[Stored items]
*** Block opens ***

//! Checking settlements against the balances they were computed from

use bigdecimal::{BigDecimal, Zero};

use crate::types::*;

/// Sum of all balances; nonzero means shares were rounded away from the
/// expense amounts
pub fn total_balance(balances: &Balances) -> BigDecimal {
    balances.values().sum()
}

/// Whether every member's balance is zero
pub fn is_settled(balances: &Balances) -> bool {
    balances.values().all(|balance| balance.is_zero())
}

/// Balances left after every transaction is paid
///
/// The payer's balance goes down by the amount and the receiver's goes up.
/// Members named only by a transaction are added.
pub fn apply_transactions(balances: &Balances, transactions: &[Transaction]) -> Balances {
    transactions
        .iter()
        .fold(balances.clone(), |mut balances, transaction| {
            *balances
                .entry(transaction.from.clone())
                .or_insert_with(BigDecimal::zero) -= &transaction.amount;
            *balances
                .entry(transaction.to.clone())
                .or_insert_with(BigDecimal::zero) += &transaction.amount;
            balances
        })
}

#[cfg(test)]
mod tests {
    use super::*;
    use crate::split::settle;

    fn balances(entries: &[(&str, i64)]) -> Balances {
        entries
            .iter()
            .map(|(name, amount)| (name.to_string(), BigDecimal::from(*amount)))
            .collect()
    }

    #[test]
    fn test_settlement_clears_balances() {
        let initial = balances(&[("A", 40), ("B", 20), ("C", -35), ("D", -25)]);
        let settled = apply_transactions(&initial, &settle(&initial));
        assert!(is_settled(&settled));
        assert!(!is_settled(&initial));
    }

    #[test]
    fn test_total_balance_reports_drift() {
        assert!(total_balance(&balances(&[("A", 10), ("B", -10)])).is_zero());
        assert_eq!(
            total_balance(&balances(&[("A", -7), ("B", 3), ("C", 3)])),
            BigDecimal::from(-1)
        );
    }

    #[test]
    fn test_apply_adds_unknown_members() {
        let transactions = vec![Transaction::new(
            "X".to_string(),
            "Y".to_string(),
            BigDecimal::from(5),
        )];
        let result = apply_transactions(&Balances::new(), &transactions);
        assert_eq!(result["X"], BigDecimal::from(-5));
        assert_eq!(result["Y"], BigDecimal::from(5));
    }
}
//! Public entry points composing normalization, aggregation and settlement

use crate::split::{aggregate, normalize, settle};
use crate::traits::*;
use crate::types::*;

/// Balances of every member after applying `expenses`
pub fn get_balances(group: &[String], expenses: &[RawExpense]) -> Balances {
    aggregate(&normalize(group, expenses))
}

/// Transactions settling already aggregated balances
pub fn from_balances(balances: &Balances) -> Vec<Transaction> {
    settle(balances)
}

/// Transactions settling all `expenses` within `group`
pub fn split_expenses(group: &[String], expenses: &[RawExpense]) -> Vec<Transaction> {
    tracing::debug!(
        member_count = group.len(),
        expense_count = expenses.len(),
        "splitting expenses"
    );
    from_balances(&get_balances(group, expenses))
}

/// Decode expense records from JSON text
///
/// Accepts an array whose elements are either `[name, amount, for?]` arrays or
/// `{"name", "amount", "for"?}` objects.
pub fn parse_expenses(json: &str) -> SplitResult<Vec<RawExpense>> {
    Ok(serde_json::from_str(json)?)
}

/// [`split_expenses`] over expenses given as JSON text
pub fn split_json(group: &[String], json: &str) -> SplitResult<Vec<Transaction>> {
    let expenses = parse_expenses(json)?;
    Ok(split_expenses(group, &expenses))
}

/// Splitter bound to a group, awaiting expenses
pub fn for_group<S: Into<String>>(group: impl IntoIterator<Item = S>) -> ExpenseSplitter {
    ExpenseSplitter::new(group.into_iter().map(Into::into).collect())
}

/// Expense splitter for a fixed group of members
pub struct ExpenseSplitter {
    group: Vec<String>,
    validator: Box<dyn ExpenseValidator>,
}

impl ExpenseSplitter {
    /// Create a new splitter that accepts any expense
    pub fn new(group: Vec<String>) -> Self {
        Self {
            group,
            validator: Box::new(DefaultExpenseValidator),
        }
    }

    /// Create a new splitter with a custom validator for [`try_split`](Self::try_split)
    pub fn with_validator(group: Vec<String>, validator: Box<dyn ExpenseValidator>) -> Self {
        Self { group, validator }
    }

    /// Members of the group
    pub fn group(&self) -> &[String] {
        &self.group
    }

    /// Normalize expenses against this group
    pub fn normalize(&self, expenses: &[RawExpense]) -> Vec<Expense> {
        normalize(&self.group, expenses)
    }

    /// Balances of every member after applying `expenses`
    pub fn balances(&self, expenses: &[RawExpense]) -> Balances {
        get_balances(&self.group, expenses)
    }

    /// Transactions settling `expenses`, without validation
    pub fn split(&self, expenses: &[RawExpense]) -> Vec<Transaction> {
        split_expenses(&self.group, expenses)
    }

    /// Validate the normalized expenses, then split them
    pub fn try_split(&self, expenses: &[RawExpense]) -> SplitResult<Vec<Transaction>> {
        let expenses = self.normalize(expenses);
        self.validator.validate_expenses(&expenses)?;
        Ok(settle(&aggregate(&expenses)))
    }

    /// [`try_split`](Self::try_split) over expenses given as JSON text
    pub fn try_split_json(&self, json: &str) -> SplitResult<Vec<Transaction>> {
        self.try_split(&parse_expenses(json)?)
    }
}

*** Block closes ***
*** Block opens ***

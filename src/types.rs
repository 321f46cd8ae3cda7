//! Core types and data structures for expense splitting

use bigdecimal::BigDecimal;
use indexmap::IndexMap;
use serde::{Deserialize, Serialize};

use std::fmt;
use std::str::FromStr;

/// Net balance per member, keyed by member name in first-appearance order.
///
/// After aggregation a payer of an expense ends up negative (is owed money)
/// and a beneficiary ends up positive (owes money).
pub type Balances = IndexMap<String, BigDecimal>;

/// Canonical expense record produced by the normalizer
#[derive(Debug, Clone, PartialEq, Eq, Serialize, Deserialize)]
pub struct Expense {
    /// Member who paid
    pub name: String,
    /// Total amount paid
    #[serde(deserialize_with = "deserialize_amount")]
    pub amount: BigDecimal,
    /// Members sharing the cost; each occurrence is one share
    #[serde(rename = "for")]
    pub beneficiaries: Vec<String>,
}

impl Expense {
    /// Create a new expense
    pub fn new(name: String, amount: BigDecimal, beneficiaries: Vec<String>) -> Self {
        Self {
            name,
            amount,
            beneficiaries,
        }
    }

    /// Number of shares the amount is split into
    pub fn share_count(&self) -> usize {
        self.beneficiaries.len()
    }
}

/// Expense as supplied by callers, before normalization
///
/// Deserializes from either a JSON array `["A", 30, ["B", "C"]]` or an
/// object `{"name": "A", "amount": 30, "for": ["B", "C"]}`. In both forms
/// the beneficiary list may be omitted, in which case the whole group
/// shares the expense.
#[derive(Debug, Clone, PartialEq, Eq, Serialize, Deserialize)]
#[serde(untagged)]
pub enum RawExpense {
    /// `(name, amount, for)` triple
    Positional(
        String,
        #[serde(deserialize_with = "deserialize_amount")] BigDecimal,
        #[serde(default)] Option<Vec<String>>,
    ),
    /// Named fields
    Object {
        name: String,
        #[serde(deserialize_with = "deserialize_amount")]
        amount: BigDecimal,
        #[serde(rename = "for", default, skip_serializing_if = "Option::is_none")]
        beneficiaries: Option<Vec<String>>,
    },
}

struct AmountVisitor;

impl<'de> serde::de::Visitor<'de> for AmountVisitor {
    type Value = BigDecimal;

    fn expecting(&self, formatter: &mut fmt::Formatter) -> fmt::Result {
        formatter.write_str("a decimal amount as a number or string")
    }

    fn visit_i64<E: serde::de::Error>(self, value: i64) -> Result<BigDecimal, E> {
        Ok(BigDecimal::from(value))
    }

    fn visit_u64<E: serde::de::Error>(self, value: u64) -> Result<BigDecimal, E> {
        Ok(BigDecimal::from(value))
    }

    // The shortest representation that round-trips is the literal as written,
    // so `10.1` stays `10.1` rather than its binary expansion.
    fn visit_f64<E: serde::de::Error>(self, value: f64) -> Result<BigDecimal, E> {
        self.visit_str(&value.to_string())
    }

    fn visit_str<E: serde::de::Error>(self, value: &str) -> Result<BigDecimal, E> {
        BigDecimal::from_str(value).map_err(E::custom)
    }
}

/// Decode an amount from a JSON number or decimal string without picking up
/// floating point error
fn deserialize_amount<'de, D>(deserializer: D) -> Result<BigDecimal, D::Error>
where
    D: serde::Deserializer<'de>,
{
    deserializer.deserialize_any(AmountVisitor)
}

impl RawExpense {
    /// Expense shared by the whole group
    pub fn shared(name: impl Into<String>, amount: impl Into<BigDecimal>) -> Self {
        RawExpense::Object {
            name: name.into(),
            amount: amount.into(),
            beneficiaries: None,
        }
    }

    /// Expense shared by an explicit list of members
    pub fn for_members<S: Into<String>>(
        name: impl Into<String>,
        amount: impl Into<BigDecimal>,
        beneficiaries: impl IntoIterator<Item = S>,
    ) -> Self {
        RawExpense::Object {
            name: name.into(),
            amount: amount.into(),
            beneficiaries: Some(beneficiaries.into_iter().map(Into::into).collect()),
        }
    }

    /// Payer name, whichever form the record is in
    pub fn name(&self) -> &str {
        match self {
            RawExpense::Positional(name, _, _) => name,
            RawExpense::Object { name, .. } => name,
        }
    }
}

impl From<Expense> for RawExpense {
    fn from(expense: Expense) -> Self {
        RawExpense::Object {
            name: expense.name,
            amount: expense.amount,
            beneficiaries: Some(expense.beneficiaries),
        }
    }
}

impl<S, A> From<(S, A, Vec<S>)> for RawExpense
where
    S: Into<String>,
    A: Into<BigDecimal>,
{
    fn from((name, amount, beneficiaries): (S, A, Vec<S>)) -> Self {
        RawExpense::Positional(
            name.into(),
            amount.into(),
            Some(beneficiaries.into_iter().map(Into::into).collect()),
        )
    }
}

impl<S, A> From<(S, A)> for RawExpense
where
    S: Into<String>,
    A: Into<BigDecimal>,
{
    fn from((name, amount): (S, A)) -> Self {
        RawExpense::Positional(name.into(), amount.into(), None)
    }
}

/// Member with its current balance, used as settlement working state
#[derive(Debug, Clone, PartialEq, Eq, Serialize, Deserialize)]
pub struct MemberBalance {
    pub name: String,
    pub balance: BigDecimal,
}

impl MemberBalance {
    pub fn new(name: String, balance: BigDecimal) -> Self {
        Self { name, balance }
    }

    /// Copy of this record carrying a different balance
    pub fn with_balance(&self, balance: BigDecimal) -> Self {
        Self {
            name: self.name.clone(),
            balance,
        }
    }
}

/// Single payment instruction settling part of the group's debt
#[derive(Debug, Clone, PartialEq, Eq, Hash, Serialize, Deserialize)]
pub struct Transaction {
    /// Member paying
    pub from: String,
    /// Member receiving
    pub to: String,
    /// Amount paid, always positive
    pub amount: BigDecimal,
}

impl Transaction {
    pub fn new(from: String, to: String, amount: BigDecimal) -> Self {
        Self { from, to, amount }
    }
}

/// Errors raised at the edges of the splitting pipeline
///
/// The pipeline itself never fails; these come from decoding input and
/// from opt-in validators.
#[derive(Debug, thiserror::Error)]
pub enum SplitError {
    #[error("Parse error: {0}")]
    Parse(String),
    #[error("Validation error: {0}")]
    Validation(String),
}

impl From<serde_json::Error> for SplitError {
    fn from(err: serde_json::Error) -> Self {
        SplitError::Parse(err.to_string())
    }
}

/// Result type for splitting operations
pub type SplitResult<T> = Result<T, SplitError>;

*** Block closes ***

Work instructions
Look through the data above. Find each line with the string "Option" and copy it.

Answer for the task
        #[serde(default)] Option<Vec<String>>,
        #[serde(rename = "for", default, skip_serializing_if = "Option::is_none")]
        beneficiaries: Option<Vec<String>>,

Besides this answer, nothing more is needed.